## What you should do:
Scan the listing for the word "returned" and report every line that contains it.

## Data extracts:
* * *

impl Factory {
    /// Deploy a factory after verifying every tier blueprint parses as an
    /// ERC-5202 container
    pub fn deploy(
        executor: &mut EvmExecutor,
        deployer: Address,
        blueprints: TierBlueprints,
        fee_to: Address,
    ) -> Result<Self> {
        for tier in RiskTier::ALL {
            let address = blueprints.for_tier(tier);
            let code = executor
                .get_code(&address)?
                .ok_or_else(|| anyhow!("no code at {tier:?} blueprint {address}"))?;
            verify_eip5202_blueprint(&code)
                .map_err(|e| anyhow!("{tier:?} blueprint at {address} rejected: {e}"))?;
        }

        let address =
            executor.deploy_native(deployer, Box::new(CogFactory::new(blueprints, fee_to)))?;
        info!(%address, "deployed pair factory");
        Ok(Self { address })
    }

    /// Bind a handle to a deployed factory address
    pub fn at(address: Address) -> Self {
        Self { address }
    }

    /// The factory's address
    pub fn address(&self) -> Address {
        self.address
    }

    /// Deploy a pair for a tier and recover its handle from the single
    /// PairCreated event in the receipt
    pub fn deploy_pair(
        &self,
        executor: &mut EvmExecutor,
        caller: Address,
        tier: RiskTier,
        asset: Address,
        collateral: Address,
        oracle: Address,
    ) -> Result<Pair> {
        let data = match tier {
            RiskTier::Stable => ICogFactory::deploy_stable_risk_pairCall {
                asset,
                collateral,
                oracle,
            }
            .abi_encode(),
            RiskTier::Low => ICogFactory::deploy_low_risk_pairCall {
                asset,
                collateral,
                oracle,
            }
            .abi_encode(),
            RiskTier::Medium => ICogFactory::deploy_medium_risk_pairCall {
                asset,
                collateral,
                oracle,
            }
            .abi_encode(),
            RiskTier::High => ICogFactory::deploy_high_risk_pairCall {
                asset,
                collateral,
                oracle,
            }
            .abi_encode(),
        };
        let receipt = executor.call_contract(caller, self.address, data.into())?;

        let created: Vec<ICogFactory::PairCreated> = receipt
            .logs_from(self.address)
            .filter_map(decode_pair_created)
            .collect();
        if created.len() != 1 {
            bail!(
                "expected exactly one PairCreated event, found {}",
                created.len()
            );
        }

        Ok(Pair::at(created[0].pair))
    }

    pub fn deploy_stable_risk_pair(
        &self,
        executor: &mut EvmExecutor,
        caller: Address,
        asset: Address,
        collateral: Address,
        oracle: Address,
    ) -> Result<Pair> {
        self.deploy_pair(executor, caller, RiskTier::Stable, asset, collateral, oracle)
    }

    pub fn deploy_low_risk_pair(
        &self,
        executor: &mut EvmExecutor,
        caller: Address,
        asset: Address,
        collateral: Address,
        oracle: Address,
    ) -> Result<Pair> {
        self.deploy_pair(executor, caller, RiskTier::Low, asset, collateral, oracle)
    }

    pub fn deploy_medium_risk_pair(
        &self,
        executor: &mut EvmExecutor,
        caller: Address,
        asset: Address,
        collateral: Address,
        oracle: Address,
    ) -> Result<Pair> {
        self.deploy_pair(executor, caller, RiskTier::Medium, asset, collateral, oracle)
    }

    pub fn deploy_high_risk_pair(
        &self,
        executor: &mut EvmExecutor,
        caller: Address,
        asset: Address,
        collateral: Address,
        oracle: Address,
    ) -> Result<Pair> {
        self.deploy_pair(executor, caller, RiskTier::High, asset, collateral, oracle)
    }

    /// Blueprint address registered for a tier
    pub fn blueprint(&self, executor: &mut EvmExecutor, tier: RiskTier) -> Result<Address> {
        let data = match tier {
            RiskTier::Stable => ICogFactory::stable_pair_blueprintCall {}.abi_encode(),
            RiskTier::Low => ICogFactory::low_pair_blueprintCall {}.abi_encode(),
            RiskTier::Medium => ICogFactory::medium_pair_blueprintCall {}.abi_encode(),
            RiskTier::High => ICogFactory::high_pair_blueprintCall {}.abi_encode(),
        };
        let output = executor.view_call(self.address, data.into())?;
        Ok(Address::abi_decode(&output, true)?)
    }

    pub fn fee_to(&self, executor: &mut EvmExecutor) -> Result<Address> {
        let output =
            executor.view_call(self.address, ICogFactory::fee_toCall {}.abi_encode().into())?;
        Ok(Address::abi_decode(&output, true)?)
    }

    pub fn pair_count(&self, executor: &mut EvmExecutor) -> Result<U256> {
        let output = executor.view_call(
            self.address,
            ICogFactory::pair_countCall {}.abi_encode().into(),
        )?;
        Ok(U256::abi_decode(&output, true)?)
    }

    pub fn pair_at(&self, executor: &mut EvmExecutor, index: U256) -> Result<Address> {
        let output = executor.view_call(
            self.address,
            ICogFactory::pair_atCall { index }.abi_encode().into(),
        )?;
        Ok(Address::abi_decode(&output, true)?)
    }
}

fn decode_pair_created(log: &Log) -> Option<ICogFactory::PairCreated> {
    let data = LogData::new_unchecked(log.topics.clone(), log.data.clone());
    ICogFactory::PairCreated::decode_log_data(&data, true).ok()
}

#[cfg(test)]
mod tests {
    use super::*;
    use crate::blueprint::{construct_blueprint_deploy_bytecode, deploy_blueprint, Blueprint};
    use crate::pair::{pair_initcode, pair_runtime};
    use testutil::test_executor;

    fn deploy_tier_blueprints(executor: &mut EvmExecutor, account: Address) -> TierBlueprints {
        let mut addresses = [Address::ZERO; 4];
        for tier in RiskTier::ALL {
            let initcode = pair_initcode(tier).unwrap();
            let deploy_bytecode = construct_blueprint_deploy_bytecode(&initcode).unwrap();
            let blueprint: Blueprint =
                deploy_blueprint(executor, account, &deploy_bytecode).unwrap();
            addresses[tier.tag() as usize] = blueprint.address();
        }
        TierBlueprints {
            stable: addresses[0],
            low: addresses[1],
            medium: addresses[2],
            high: addresses[3],
        }
    }

    fn setup() -> (EvmExecutor, tempfile::TempDir, Address, Factory) {
        let (mut executor, temp) = test_executor();
        let account = Address::repeat_byte(0x01);
        executor
            .create_account(account, U256::from(10u128.pow(20)))
            .unwrap();
        let blueprints = deploy_tier_blueprints(&mut executor, account);
        let factory = Factory::deploy(&mut executor, account, blueprints, account).unwrap();
        (executor, temp, account, factory)
    }

    #[test]
    fn test_factory_rejects_non_blueprint_address() {
        let (mut executor, _temp) = test_executor();
        let account = Address::repeat_byte(0x01);
        executor
            .create_account(account, U256::from(10u128.pow(20)))
            .unwrap();

        // An account with no code cannot serve as a blueprint
        let bogus = TierBlueprints {
            stable: Address::repeat_byte(0x11),
            low: Address::repeat_byte(0x12),
            medium: Address::repeat_byte(0x13),
            high: Address::repeat_byte(0x14),
        };
        assert!(Factory::deploy(&mut executor, account, bogus, account).is_err());
    }

    #[test]
    fn test_views_report_construction_arguments() {
        let (mut executor, _temp, account, factory) = setup();

        // A rebound handle answers the same views
        let factory = Factory::at(factory.address());
        assert_eq!(factory.fee_to(&mut executor).unwrap(), account);
        assert_eq!(factory.pair_count(&mut executor).unwrap(), U256::ZERO);
        for tier in RiskTier::ALL {
            let blueprint = factory.blueprint(&mut executor, tier).unwrap();
            assert!(executor.get_code(&blueprint).unwrap().is_some());
        }
    }

    #[test]
    fn test_deploy_pair_creates_native_pair_with_blueprint_code() {
        let (mut executor, _temp, account, factory) = setup();
        let asset = Address::repeat_byte(0x0a);
        let collateral = Address::repeat_byte(0x0b);
        let oracle = Address::repeat_byte(0x0c);

        let pair = factory
            .deploy_medium_risk_pair(&mut executor, account, asset, collateral, oracle)
            .unwrap();

        assert_ne!(pair.address(), Address::ZERO);
        assert!(executor.is_native(&pair.address()));
        // On-chain code is the tier's runtime marker from the blueprint
        let code = executor.get_code(&pair.address()).unwrap().unwrap();
        assert_eq!(code.as_ref(), &pair_runtime(RiskTier::Medium));

        assert_eq!(pair.asset(&mut executor).unwrap(), asset);
        assert_eq!(pair.collateral(&mut executor).unwrap(), collateral);
        assert_eq!(pair.oracle(&mut executor).unwrap(), oracle);
        assert_eq!(pair.risk_tier(&mut executor).unwrap(), RiskTier::Medium);
    }

    #[test]
    fn test_each_tier_deploys_distinct_pairs() {
        let (mut executor, _temp, account, factory) = setup();
        let asset = Address::repeat_byte(0x0a);
        let collateral = Address::repeat_byte(0x0b);
        let oracle = Address::repeat_byte(0x0c);

        let mut addresses = Vec::new();
        for tier in RiskTier::ALL {
            let pair = factory
                .deploy_pair(&mut executor, account, tier, asset, collateral, oracle)
                .unwrap();
            assert_eq!(pair.risk_tier(&mut executor).unwrap(), tier);
            addresses.push(pair.address());
        }

        addresses.sort();
        addresses.dedup();
        assert_eq!(addresses.len(), 4);
        assert_eq!(factory.pair_count(&mut executor).unwrap(), U256::from(4));
    }

    #[test]
    fn test_pair_registry_preserves_order() {
        let (mut executor, _temp, account, factory) = setup();
        let oracle = Address::repeat_byte(0x0c);

        let first = factory
            .deploy_low_risk_pair(
                &mut executor,
                account,
                Address::repeat_byte(0x0a),
                Address::repeat_byte(0x0b),
                oracle,
            )
            .unwrap();
        let second = factory
            .deploy_high_risk_pair(
                &mut executor,
                account,
                Address::repeat_byte(0x1a),
                Address::repeat_byte(0x1b),
                oracle,
            )
            .unwrap();

        assert_eq!(
            factory.pair_at(&mut executor, U256::ZERO).unwrap(),
            first.address()
        );
        assert_eq!(
            factory.pair_at(&mut executor, U256::from(1)).unwrap(),
            second.address()
        );
        assert!(factory.pair_at(&mut executor, U256::from(2)).is_err());
    }

    #[test]
    fn test_deploy_emits_single_pair_created_event() {
        let (mut executor, _temp, account, factory) = setup();

        let data = ICogFactory::deploy_medium_risk_pairCall {
            asset: Address::repeat_byte(0x0a),
            collateral: Address::repeat_byte(0x0b),
            oracle: Address::repeat_byte(0x0c),
        }
        .abi_encode();
        let receipt = executor
            .call_contract(account, factory.address(), data.into())
            .unwrap();

        let created: Vec<_> = receipt
            .logs_from(factory.address())
            .filter_map(decode_pair_created)
            .collect();
        assert_eq!(created.len(), 1);
        assert_eq!(created[0].tier, RiskTier::Medium.tag());
        assert_eq!(created[0].asset, Address::repeat_byte(0x0a));
        // The returned address matches the event payload
        let returned = Address::abi_decode(&receipt.output, true).unwrap();
        assert_eq!(returned, created[0].pair);
    }
}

* * *

## Response area:
        // The returned address matches the event payload
        let returned = Address::abi_decode(&receipt.output, true).unwrap();
        assert_eq!(returned, created[0].pair);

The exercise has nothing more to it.